Umami: Pompeii’s savory obsession

Perhaps Pompeii’s most cherished ingredient was a precursor to the universally adored umami flavor: garum. A tantalizing fish sauce or seasoning, garum was Pompeii’s answer to contemporary ketchup. Though its flavor profile is more akin to Southeast Asian fish sauces, its omnipresence in Pompeiian cuisine is undeniable.

Distinguished for its caliber, Pompeii’s garum was a fermented concoction of specific fish, like the sea bream, blended with salt and occasional spices over months. As the fish disintegrated, the residue was the coveted garum.

Benedict Lowe, from the University of North Alabama, who was associated with the Pompeii Food and Drink Project, shares that this sauce’s intense aroma remains intact even today.

Pompeii’s gourmet legacy

Carbonized remnants and medieval translations of ancient recipes have unveiled Pompeii’s gastronomic treasures. Chiara Comegna, an archaeobotanist, speaks of a lasagna precursor with meat, ricotta, and pasta layers.

The affluent in Pompeii reveled in exotic dishes like stuffed dormice—a hefty version of modern mice. This delicacy, as per the famed cookbook by Apicius, was infused with pork, pine nuts, pepper, and fish sauce.

While literary records allude to the elite feasting on flamingoes, Lowe recommends approaching such claims with skepticism.

Reenacting the age-old recipes in 2005, researchers even reintroduced fruits and vegetables endemic to Pompeii, including figs, olives, grapes, and plums.

Tastes of the time

Although a majority of Pompeiian food was rather bland, the wealthy indulged in exotic spices, sourced from distant lands like India. In fact, the Romans’ prodigious expenditure on spices even led the Indians to adopt Roman currency for a brief period.

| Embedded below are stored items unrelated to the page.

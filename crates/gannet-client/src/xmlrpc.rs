//! A minimal XML-RPC codec, just big enough for the changelog methods the
//! simple-xmlrpc backend consumes.

use quick_xml::escape::escape;
use quick_xml::events::Event;
use quick_xml::Reader;

use crate::Error;

#[derive(Debug, Clone, PartialEq, Eq)]
pub(crate) enum Value {
    Int(i64),
    Str(String),
    Bool(bool),
    Array(Vec<Value>),
    Struct(Vec<(String, Value)>),
    Nil,
}

impl Value {
    pub(crate) fn as_int(&self) -> Option<i64> {
        match self {
            Self::Int(int) => Some(*int),
            _ => None,
        }
    }

    pub(crate) fn as_str(&self) -> Option<&str> {
        match self {
            Self::Str(string) => Some(string),
            _ => None,
        }
    }
}

/// Render a `<methodCall>` document.
pub(crate) fn render_call(method: &str, params: &[Value]) -> String {
    let mut body = String::from("<?xml version=\"1.0\"?><methodCall><methodName>");
    body.push_str(&escape(method));
    body.push_str("</methodName><params>");
    for param in params {
        body.push_str("<param><value>");
        render_value(&mut body, param);
        body.push_str("</value></param>");
    }
    body.push_str("</params></methodCall>");
    body
}

fn render_value(body: &mut String, value: &Value) {
    match value {
        Value::Int(int) => {
            body.push_str("<int>");
            body.push_str(&int.to_string());
            body.push_str("</int>");
        }
        Value::Str(string) => {
            body.push_str("<string>");
            body.push_str(&escape(string.as_str()));
            body.push_str("</string>");
        }
        Value::Bool(boolean) => {
            body.push_str("<boolean>");
            body.push_str(if *boolean { "1" } else { "0" });
            body.push_str("</boolean>");
        }
        Value::Array(items) => {
            body.push_str("<array><data>");
            for item in items {
                body.push_str("<value>");
                render_value(body, item);
                body.push_str("</value>");
            }
            body.push_str("</data></array>");
        }
        Value::Struct(members) => {
            body.push_str("<struct>");
            for (name, member) in members {
                body.push_str("<member><name>");
                body.push_str(&escape(name.as_str()));
                body.push_str("</name><value>");
                render_value(body, member);
                body.push_str("</value></member>");
            }
            body.push_str("</struct>");
        }
        Value::Nil => body.push_str("<nil/>"),
    }
}

/// Parse a `<methodResponse>` document into its single parameter value, or
/// surface the fault it carries.
pub(crate) fn parse_response(xml: &str) -> Result<Value, Error> {
    let mut reader = Reader::from_str(xml);
    let mut in_fault = false;
    loop {
        match reader.read_event() {
            Ok(Event::Start(tag)) => match tag.name().as_ref() {
                b"fault" => in_fault = true,
                b"value" => {
                    let value = parse_value(&mut reader)?;
                    if in_fault {
                        return Err(fault_from_value(&value));
                    }
                    return Ok(value);
                }
                // methodResponse, params, param
                _ => {}
            },
            Ok(Event::Eof) => {
                return Err(Error::BadXml("response carries no value".to_string()))
            }
            Err(err) => return Err(Error::BadXml(err.to_string())),
            Ok(_) => {}
        }
    }
}

/// Parse the contents of a `<value>` whose start tag was just consumed.
fn parse_value(reader: &mut Reader<&[u8]>) -> Result<Value, Error> {
    let mut value = None;
    loop {
        match reader.read_event() {
            Ok(Event::Start(tag)) => match tag.name().as_ref() {
                b"int" | b"i4" | b"i8" => {
                    let text = read_text(reader, b"int tag")?;
                    let int = text
                        .trim()
                        .parse()
                        .map_err(|_| Error::BadXml(format!("not an integer: {text:?}")))?;
                    value = Some(Value::Int(int));
                }
                b"boolean" => {
                    let text = read_text(reader, b"boolean tag")?;
                    value = Some(Value::Bool(text.trim() == "1"));
                }
                b"string" | b"double" | b"dateTime.iso8601" | b"base64" => {
                    value = Some(Value::Str(read_text(reader, b"scalar tag")?));
                }
                b"array" => value = Some(parse_array(reader)?),
                b"struct" => value = Some(parse_struct(reader)?),
                other => {
                    return Err(Error::BadXml(format!(
                        "unexpected element: {}",
                        String::from_utf8_lossy(other)
                    )))
                }
            },
            Ok(Event::Empty(tag)) if tag.name().as_ref() == b"nil" => value = Some(Value::Nil),
            // Untyped content inside <value> is a string.
            Ok(Event::Text(text)) => {
                if value.is_none() {
                    let text = text
                        .unescape()
                        .map_err(|err| Error::BadXml(err.to_string()))?;
                    if !text.trim().is_empty() {
                        value = Some(Value::Str(text.into_owned()));
                    }
                }
            }
            Ok(Event::End(tag)) if tag.name().as_ref() == b"value" => {
                return Ok(value.unwrap_or_else(|| Value::Str(String::new())))
            }
            Ok(Event::Eof) => return Err(Error::BadXml("unterminated value".to_string())),
            Err(err) => return Err(Error::BadXml(err.to_string())),
            Ok(_) => {}
        }
    }
}

fn parse_array(reader: &mut Reader<&[u8]>) -> Result<Value, Error> {
    let mut items = Vec::new();
    loop {
        match reader.read_event() {
            Ok(Event::Start(tag)) => match tag.name().as_ref() {
                b"value" => items.push(parse_value(reader)?),
                b"data" => {}
                other => {
                    return Err(Error::BadXml(format!(
                        "unexpected element in array: {}",
                        String::from_utf8_lossy(other)
                    )))
                }
            },
            Ok(Event::End(tag)) if tag.name().as_ref() == b"array" => {
                return Ok(Value::Array(items))
            }
            Ok(Event::Eof) => return Err(Error::BadXml("unterminated array".to_string())),
            Err(err) => return Err(Error::BadXml(err.to_string())),
            Ok(_) => {}
        }
    }
}

fn parse_struct(reader: &mut Reader<&[u8]>) -> Result<Value, Error> {
    let mut members = Vec::new();
    let mut name = None;
    loop {
        match reader.read_event() {
            Ok(Event::Start(tag)) => match tag.name().as_ref() {
                b"member" => name = None,
                b"name" => name = Some(read_text(reader, b"member name")?),
                b"value" => {
                    let value = parse_value(reader)?;
                    members.push((name.take().unwrap_or_default(), value));
                }
                other => {
                    return Err(Error::BadXml(format!(
                        "unexpected element in struct: {}",
                        String::from_utf8_lossy(other)
                    )))
                }
            },
            Ok(Event::End(tag)) if tag.name().as_ref() == b"struct" => {
                return Ok(Value::Struct(members))
            }
            Ok(Event::Eof) => return Err(Error::BadXml("unterminated struct".to_string())),
            Err(err) => return Err(Error::BadXml(err.to_string())),
            Ok(_) => {}
        }
    }
}

fn read_text(reader: &mut Reader<&[u8]>, context: &'static [u8]) -> Result<String, Error> {
    let mut text = String::new();
    loop {
        match reader.read_event() {
            Ok(Event::Text(chunk)) => {
                text.push_str(
                    &chunk
                        .unescape()
                        .map_err(|err| Error::BadXml(err.to_string()))?,
                );
            }
            Ok(Event::End(_)) => return Ok(text),
            Ok(Event::Eof) => {
                return Err(Error::BadXml(format!(
                    "unterminated {}",
                    String::from_utf8_lossy(context)
                )))
            }
            Err(err) => return Err(Error::BadXml(err.to_string())),
            Ok(_) => {}
        }
    }
}

fn fault_from_value(value: &Value) -> Error {
    let Value::Struct(members) = value else {
        return Error::BadXml("fault without struct".to_string());
    };
    let mut code = 0;
    let mut message = String::new();
    for (name, member) in members {
        match name.as_str() {
            "faultCode" => code = member.as_int().unwrap_or_default(),
            "faultString" => message = member.as_str().unwrap_or_default().to_string(),
            _ => {}
        }
    }
    Error::Fault { code, message }
}

#[cfg(test)]
mod tests {
    use indoc::indoc;

    use super::*;

    #[test]
    fn render_changelog_call() {
        assert_eq!(
            render_call("changelog_since_serial", &[Value::Int(100)]),
            "<?xml version=\"1.0\"?><methodCall>\
             <methodName>changelog_since_serial</methodName>\
             <params><param><value><int>100</int></value></param></params>\
             </methodCall>"
        );
    }

    #[test]
    fn parse_changelog_response() {
        let xml = indoc! {r#"
            <?xml version="1.0"?>
            <methodResponse><params><param><value><array><data>
              <value><array><data>
                <value><string>six</string></value>
                <value><string>1.15.0</string></value>
                <value><int>1590000000</int></value>
                <value><string>new release</string></value>
                <value><int>101</int></value>
              </data></array></value>
            </data></array></value></param></params></methodResponse>
        "#};
        let value = parse_response(xml).unwrap();
        let Value::Array(events) = value else {
            panic!("expected an array, got {value:?}");
        };
        let Value::Array(event) = &events[0] else {
            panic!("expected an event array");
        };
        assert_eq!(event[0].as_str(), Some("six"));
        assert_eq!(event[4].as_int(), Some(101));
    }

    #[test]
    fn parse_untyped_string_value() {
        let xml = "<methodResponse><params><param>\
                   <value>plain</value></param></params></methodResponse>";
        assert_eq!(parse_response(xml).unwrap().as_str(), Some("plain"));
    }

    #[test]
    fn faults_surface_as_errors() {
        let xml = indoc! {r#"
            <methodResponse><fault><value><struct>
              <member><name>faultCode</name><value><int>1</int></value></member>
              <member><name>faultString</name><value><string>boom</string></value></member>
            </struct></value></fault></methodResponse>
        "#};
        let err = parse_response(xml).unwrap_err();
        assert!(matches!(err, Error::Fault { code: 1, .. }), "{err:?}");
    }
}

Comegna adds an interesting tidbit: Pompeiians added fava beans to their wine, modifying its hue and flavor.

Dining the Pompeiian way

Pompeii’s thermopolia stalls were the precursor to modern-day fast food. Nearly 80 such outlets dotted the city, catering to the everyday worker. These stalls dispensed an array of edibles—snails, ducks, pigs, goats, and fish—all served in embedded containers.

Evidence suggests that the Pompeiians primarily relied on finger foods, apt for their practice of reclining on dining couches while eating. And while breakfast was virtually non-existent, opulent dinner feasts, especially among the elite, were the norm. In essence, the culinary tapestry of ancient Pompeii is a testament to its vibrant culture, illustrating that there’s so much more to it than just a “proto-pizza.”